From: Thomas McCabe (firstname.lastname@example.org)
Date: Sun Nov 25 2007 - 19:33:56 MST
On Nov 25, 2007 8:43 PM, Harry Chesley <email@example.com> wrote:
> Thomas McCabe wrote:
> > I have nothing against you posting, but please *read* before you
> > post. If you disagree with everything you read, and then post about
> > it, at least we can have a useful discussion.
> I would be curious to hear what you consider the prerequisite reading
> material to be. (I don't mean that at all facetiously. I really would
> like to know.)
> But note that not everyone on this list has the same goal or background
> as you do. My own interest is in building AIs. Theoretical speculation
> on things like fundamental limits of intelligence and provably friendly
> AIs is interesting but often pretty irrelevant. It's sort of as if I
> were trying to build a crystal wireless set and you're talking about
> Feynman diagrams. They may be entertaining, and they're certainly
> related in some way, but they don't help me build the radio. Similarly,
> this list has been an occasionally interesting diversion, but I don't
> want to spend inordinate amounts of time reading tangential material.
If you want to build a generally intelligent AI, it had better darn be
Friendly, or Very Bad Things (tm) are going to happen.
> > We are so used to interacting with a certain type of intelligence
> > (Homo sapiens sapiens) that we would be shocked by the alienness of
> > a generally intelligent AI. Look at how shocked we are by *each
> > other* when we violate cultural norms. And we're all 99.9% identical;
> > we all share the same brain architecture. See
> > http://www.depaul.edu/~mfiddler/hyphen/humunivers.htm for a list of
> > things that we have in common and the vast majority of AIs do *not*.
> Very true. And one reason we may intentionally build anthropomorphic AIs.
*Why* would anyone build an anthropomorphic AI? It would be a huge
amount of extra work, for no palpable gain, at a great risk to the
> > How is this going to happen? Magic? Osmosis? None of our other
> > computer programs just wake up one day and start displaying parts of
> > a human personality; why would an AGI?
> It'll happen by design, of course. You don't think we can program a
> human-like personality into an AI?
No. We'll either realize how useless it is and not try, or try and
fail. Anyone with the intelligence and determination to implement a
human-like personality, which is stable under recursive
self-improvement, has the intelligence and determination to realize
why it is not a good idea.
> For example, some companies are building companion robots for the
> elderly that very intentionally have personality, and that encourage the
> formation of long-term emotional relationships with their owners.

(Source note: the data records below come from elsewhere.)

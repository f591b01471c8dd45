use super::types::TaskKind;

/// Keyword table checked in order; the first kind with a hit wins.
const KIND_KEYWORDS: &[(TaskKind, &[&str])] = &[
    (TaskKind::Create, &["作成", "新規", "追加", "create", "add", "new"]),
    (TaskKind::Modify, &["修正", "変更", "更新", "modify", "update", "change"]),
    (
        TaskKind::Refactor,
        &["リファクタリング", "改善", "最適化", "refactor", "improve", "optimize"],
    ),
    (TaskKind::Fix, &["修正", "バグ", "エラー", "fix", "bug", "error"]),
];

/// Classify instructions by lowercased substring search. Defaults to `Modify`.
pub fn infer_task_kind(instructions: &str) -> TaskKind {
    let lower = instructions.to_lowercase();
    KIND_KEYWORDS
        .iter()
        .find(|(_, words)| words.iter().any(|w| lower.contains(w)))
        .map(|(kind, _)| *kind)
        .unwrap_or(TaskKind::Modify)
}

These aren't AGIs, thank Eru. If they were we wouldn't be here.
> > We can name a long list of things that are definitely
> > anthropomorphic, because they only arise out of specific selection
> > pressures. Love and mating for one thing. Tribal political structures
> > for another.
> I don't have your confidence that I know what is and isn't inherent. For
> example, I'm not sure that a group of interacting GAIs would not
> logically employ a system very much like tribal politics.
Where would such a system come from? Without strong selection
pressure, *why* would such a system arise? If you put a bunch of
humans together, they'll start politicking. We're human, and so when
we imagine *any* intelligent entities, we imagine politicking. This is
not how it actually works.
> systems come to mind.) Or even love.
Again, love evolved because of strong *selection pressures* towards
> As I understand it, love evolved
> because it allows two parties to trust each other beyond the initial
No, no, no. Love is not a generic "thingy that allows two
intelligences to trust each other". Love is a complex functional
adaptation, created by billions of years of evolution on organic
beings. An AGI can trust another AGI, in the sense that another AGI's
statements are given high confidence in the Bayesian probability
network. This is not "love". If you don't believe me, go read the
cognitive science literature on love, I don't know it in detail but we
know it is *far* more complex than that.
> which is important for some mutually beneficial contracts
> which would otherwise be unworkable. A similar arrangement might make
> sense in a GAI. If you feel that's impossible because machines can't
> feel, then we have another area of disagreement as I don't see any
> reason they should not if we can.
There is a huge, huge difference between "feeling" and Homo
economicus-type interaction. One sure as heck does not imply the
> > Brain simulations and uploads are another thing, I'm talking about
> > built-from-scratch, human-designed AGIs.
> You may have been talking only about built-from-scratch GAIs, but we
> weren't. Dare I tell you to read the previous posts before replying?
I've read all the posts I've responded to, but this thread alone has
dozens of posts, there's no real point to reading them all.